6 August, 2010 - 10:57 -- John Burton

Over the past few nights I have seen a dramatic and very obvious increase in the numbers of moths and other insects flying around. For several years I have been bemoaning the loss of night flying insects, not only in England but also in places such as the Greek Islands, the South of France and Sicily.

There can be little doubt that two major factors have been involved in the decline: insecticides and electric lights. Fly over Europe and (provided there is no cloud cover) you will never be out of sight of urban lighting. In fact that is true now even in the most remote parts of the world. Fly over the Amazon, and you will see electric light scattered across the landscape. Electric light attracts moths and other night flying bugs from miles around.

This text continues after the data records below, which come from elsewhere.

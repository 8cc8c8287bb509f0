use crate::error::HrmError;
use chrono::{DateTime, Utc};
use serde::Serialize;
use sqlx::FromRow;
use utoipa::ToSchema;

/// Core identity record. The password hash never leaves the server:
/// it is skipped during serialization.
#[derive(Debug, Clone, Serialize, FromRow, ToSchema)]
pub struct User {
    #[schema(example = 1)]
    pub id: u64,
    #[schema(example = "John Doe")]
    pub name: String,
    #[schema(example = "john@company.com", format = "email")]
    pub email: String,
    #[serde(skip_serializing)]
    #[schema(value_type = Option<String>, write_only)]
    pub password: String,
    pub created_at: DateTime<Utc>,
    pub updated_at: DateTime<Utc>,
}

impl User {
    /// Business validation applied before a user is stored.
    pub fn validate(name: &str, email: &str, password: &str) -> Result<(), HrmError> {
        if name.trim().is_empty() {
            return Err(HrmError::InvalidName);
        }
        if email.trim().is_empty() || !email.contains('@') {
            return Err(HrmError::InvalidEmail);
        }
        if password.len() < 6 {
            return Err(HrmError::InvalidPassword);
        }
        Ok(())
    }
}
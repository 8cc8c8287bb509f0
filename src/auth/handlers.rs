use crate::{
    auth::jwt::{generate_access_token, generate_refresh_token, verify_token},
    config::Config,
    error::HrmError,
    models::TokenType,
    service::UserService,
};
use actix_web::{web, HttpRequest, HttpResponse};
use serde::{Deserialize, Serialize};
use serde_json::json;
use sqlx::{FromRow, MySqlPool};
use tracing::{debug, info, instrument};
use utoipa::ToSchema;

#[derive(Deserialize, ToSchema)]
pub struct RegisterRequest {
    #[schema(example = "John Doe")]
    pub name: String,
    #[schema(example = "john@company.com")]
    pub email: String,
    #[schema(example = "secret1")]
    pub password: String,
}

#[derive(Deserialize, ToSchema)]
pub struct LoginRequest {
    #[schema(example = "john@company.com")]
    pub email: String,
    #[schema(example = "secret1")]
    pub password: String,
}

#[derive(Serialize, ToSchema)]
pub struct TokenPairResponse {
    pub access_token: String,
    pub refresh_token: String,
}

#[derive(FromRow)]
struct RefreshRecord {
    id: u64,
    user_id: u64,
    revoked: bool,
}

async fn store_refresh_token(
    pool: &MySqlPool,
    user_id: u64,
    jti: &str,
    exp: usize,
) -> Result<(), HrmError> {
    sqlx::query(
        "INSERT INTO refresh_tokens (user_id, jti, expires_at) VALUES (?, ?, FROM_UNIXTIME(?))",
    )
    .bind(user_id)
    .bind(jti)
    .bind(exp as i64)
    .execute(pool)
    .await?;
    Ok(())
}

/// Creates an account.
#[utoipa::path(
    post,
    path = "/auth/signup",
    tag = "Auth",
    request_body = RegisterRequest,
    responses(
        (status = 201, description = "Account created"),
        (status = 400, description = "Invalid name, email, or password"),
        (status = 409, description = "Email already registered"),
    )
)]
pub async fn register(
    body: web::Json<RegisterRequest>,
    users: web::Data<UserService>,
) -> Result<HttpResponse, HrmError> {
    let user = users
        .sign_up(body.name.trim(), body.email.trim(), &body.password)
        .await?;
    Ok(HttpResponse::Created().json(user))
}

/// Checks credentials and issues an access/refresh token pair.
#[utoipa::path(
    post,
    path = "/auth/signin",
    tag = "Auth",
    request_body = LoginRequest,
    responses(
        (status = 200, description = "Token pair", body = TokenPairResponse),
        (status = 401, description = "Invalid credentials"),
    )
)]
#[instrument(name = "auth_login", skip(body, users, pool, config), fields(email = %body.email))]
pub async fn login(
    body: web::Json<LoginRequest>,
    users: web::Data<UserService>,
    pool: web::Data<MySqlPool>,
    config: web::Data<Config>,
) -> Result<HttpResponse, HrmError> {
    let user = users.sign_in(body.email.trim(), &body.password).await?;

    let access_token = generate_access_token(
        user.id,
        user.email.clone(),
        &config.jwt_secret,
        config.access_token_ttl,
    );
    let (refresh_token, refresh_claims) = generate_refresh_token(
        user.id,
        user.email.clone(),
        &config.jwt_secret,
        config.refresh_token_ttl,
    );

    debug!(user_id = user.id, jti = %refresh_claims.jti, "storing refresh token");
    store_refresh_token(&pool, user.id, &refresh_claims.jti, refresh_claims.exp).await?;

    info!(user_id = user.id, "login successful");
    Ok(HttpResponse::Ok().json(TokenPairResponse {
        access_token,
        refresh_token,
    }))
}

fn bearer_token(req: &HttpRequest) -> Option<&str> {
    req.headers()
        .get("Authorization")
        .and_then(|h| h.to_str().ok())
        .and_then(|h| h.strip_prefix("Bearer "))
}

/// Rotates a refresh token: the presented one is revoked and a fresh
/// pair is issued.
#[utoipa::path(
    post,
    path = "/auth/refresh",
    tag = "Auth",
    responses(
        (status = 200, description = "New token pair", body = TokenPairResponse),
        (status = 401, description = "Missing, invalid, or revoked refresh token"),
    )
)]
pub async fn refresh_token(
    req: HttpRequest,
    pool: web::Data<MySqlPool>,
    config: web::Data<Config>,
) -> Result<HttpResponse, HrmError> {
    let token = bearer_token(&req).ok_or(HrmError::InvalidCredentials)?;

    let claims =
        verify_token(token, &config.jwt_secret).map_err(|_| HrmError::InvalidCredentials)?;
    if claims.token_type != TokenType::Refresh {
        return Err(HrmError::InvalidCredentials);
    }

    let record = sqlx::query_as::<_, RefreshRecord>(
        "SELECT id, user_id, revoked FROM refresh_tokens WHERE jti = ?",
    )
    .bind(&claims.jti)
    .fetch_optional(pool.get_ref())
    .await?;

    let record = match record {
        Some(r) if !r.revoked => r,
        _ => return Err(HrmError::InvalidCredentials),
    };

    sqlx::query("UPDATE refresh_tokens SET revoked = TRUE WHERE id = ?")
        .bind(record.id)
        .execute(pool.get_ref())
        .await?;

    let (new_refresh_token, new_claims) = generate_refresh_token(
        claims.user_id,
        claims.sub.clone(),
        &config.jwt_secret,
        config.refresh_token_ttl,
    );
    store_refresh_token(&pool, record.user_id, &new_claims.jti, new_claims.exp).await?;

    let access_token = generate_access_token(
        claims.user_id,
        claims.sub,
        &config.jwt_secret,
        config.access_token_ttl,
    );

    Ok(HttpResponse::Ok().json(TokenPairResponse {
        access_token,
        refresh_token: new_refresh_token,
    }))
}

/// Revokes the presented refresh token. Always succeeds, even for
/// unknown tokens.
#[utoipa::path(
    post,
    path = "/auth/logout",
    tag = "Auth",
    responses((status = 204, description = "Refresh token revoked"))
)]
pub async fn logout(req: HttpRequest, pool: web::Data<MySqlPool>, config: web::Data<Config>) -> HttpResponse {
    let token = match bearer_token(&req) {
        Some(t) => t,
        None => return HttpResponse::NoContent().finish(),
    };

    let claims = match verify_token(token, &config.jwt_secret) {
        Ok(c) => c,
        Err(_) => return HttpResponse::NoContent().finish(),
    };

    if claims.token_type != TokenType::Refresh {
        return HttpResponse::NoContent().finish();
    }

    let _ = sqlx::query("UPDATE refresh_tokens SET revoked = TRUE WHERE jti = ?")
        .bind(&claims.jti)
        .execute(pool.get_ref())
        .await;

    HttpResponse::NoContent().finish()
}

/// Who am I, according to my token.
#[utoipa::path(
    get,
    path = "/api/v1/me",
    tag = "Auth",
    security(("bearer_auth" = [])),
    responses((status = 200, description = "Current user id and email"))
)]
pub async fn me(user: crate::auth::auth::AuthUser) -> HttpResponse {
    HttpResponse::Ok().json(json!({"user_id": user.user_id, "email": user.email}))
}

Insecticides have been used to wipe out the pests of crops (but of course are pretty indiscriminate), and also to clear the coastal resorts around the Mediterranean of mosquitoes. Back in the 1960s when I first visited Greece, coastal villages were swarming with bats, toads and geckos. They are now a rare sight.

But it has been heartening to see so many insects this year in and around the WLT HQ town of Halesworth. I have no idea of the cause -- one thought is that it has been exceptionally warm and dry recently.

Meanwhile, we can all do our bit for wildlife by pressing local governments to reduce the impacts of street lighting, switching off our own exterior lighting, and in the UK urge the government to change the time zone to the same as in western Europe, which would mean many lights came on later in the evening. This would also have a far bigger impact than some of the other energy saving suggestions made from time to time.

Has anyone else noticed an increase in numbers of flying insects in their area? And any suggestions as to why?